Kremlin Aide Says Russia Now has a New Triad of Defining Values in Place of Uvarov’s ‘Orthodoxy, Autocracy and Nationality’

Paul Goble

            Staunton, Dec. 19 – Boris Rapoport, deputy head of the Presidential Administration’s Administration for Monitoring and Analysis of Social Processes, says Russia has moved on beyond tsarist education minister Serey Uvarov’s 1833 as a country defined by “Orthodoxy, Autocracy and Nationality.”

            Now, the Kremlin aide says, Russia is characterized by a new trinity, “a sovereign country, traditional society and a social state” which he defines in an article in the new issue of the Civic Education Notebook (gumilev-center.ru/v-kremle-predlozhili-zamenu-izvestnojj-triade-samoderzhavie-pravoslavie-narodnost/).

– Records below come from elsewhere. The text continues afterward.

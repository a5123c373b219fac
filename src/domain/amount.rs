//! Raw asset quantity in the smallest indivisible unit.

use core::fmt;

/// A quantity of either pool asset, denominated in its smallest unit
/// (wei, stroop, satoshi, …).
///
/// The core never interprets decimals.  Arithmetic is checked and returns
/// `None` on overflow or underflow instead of wrapping; see
/// [`CheckedArithmetic`](crate::math::CheckedArithmetic) for the
/// `Result`-returning variants used inside the pool.
///
/// # Examples
///
/// ```
/// use lp_exchange::domain::Amount;
///
/// let a = Amount::new(100);
/// assert_eq!(a.checked_add(&Amount::new(20)), Some(Amount::new(120)));
/// assert_eq!(a.checked_sub(&Amount::new(101)), None);
/// ```
#[derive(Debug, Clone, Copy, PartialEq, Eq, PartialOrd, Ord, Hash, Default)]
#[must_use]
pub struct Amount(u128);

impl Amount {
    /// Zero amount.
    pub const ZERO: Self = Self(0);

    /// Largest representable amount.
    pub const MAX: Self = Self(u128::MAX);

    /// Wraps a raw `u128`.
    pub const fn new(value: u128) -> Self {
        Self(value)
    }

    /// Returns the raw value.
    #[must_use]
    pub const fn get(&self) -> u128 {
        self.0
    }

    /// Returns `true` if the amount is zero.
    #[must_use]
    pub const fn is_zero(&self) -> bool {
        self.0 == 0
    }

    /// Checked addition.  Returns `None` on overflow.
    #[must_use]
    pub const fn checked_add(&self, other: &Self) -> Option<Self> {
        match self.0.checked_add(other.0) {
            Some(v) => Some(Self(v)),
            None => None,
        }
    }

    /// Checked subtraction.  Returns `None` if `other > self`.
    #[must_use]
    pub const fn checked_sub(&self, other: &Self) -> Option<Self> {
        match self.0.checked_sub(other.0) {
            Some(v) => Some(Self(v)),
            None => None,
        }
    }
}

impl From<u128> for Amount {
    fn from(value: u128) -> Self {
        Self(value)
    }
}

impl fmt::Display for Amount {
    fn fmt(&self, f: &mut fmt::Formatter<'_>) -> fmt::Result {
        write!(f, "{}", self.0)
    }
}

            According to Rappoport, sovereignty consists of “unity around the leader and defense against foreign threats,” traditional society means “the continuity of generations and faith in traditions and spiritual values, and a social state is about “the defense of citizens under conditions of growing inequality.”

            Although the Kremlin aide writes as it what he is doing is simply summing up a change that has already occurred, his notions are already generating the kind of sharp criticism that means his ideas may not be as universally accepted as he implies (e.g., ng.ru/editorial/2025-12-18/2_9404_red.html).

            There have been other attempts to replace the Uvarov triad, but Rappoport’s is the most extensive of recent ones and comes from the most senior official to take up this task. Consequently,  he is likely right that his triad is one that many in the Kremlin do already accept although it is far from clear that most Russians  accept either it or his definitions.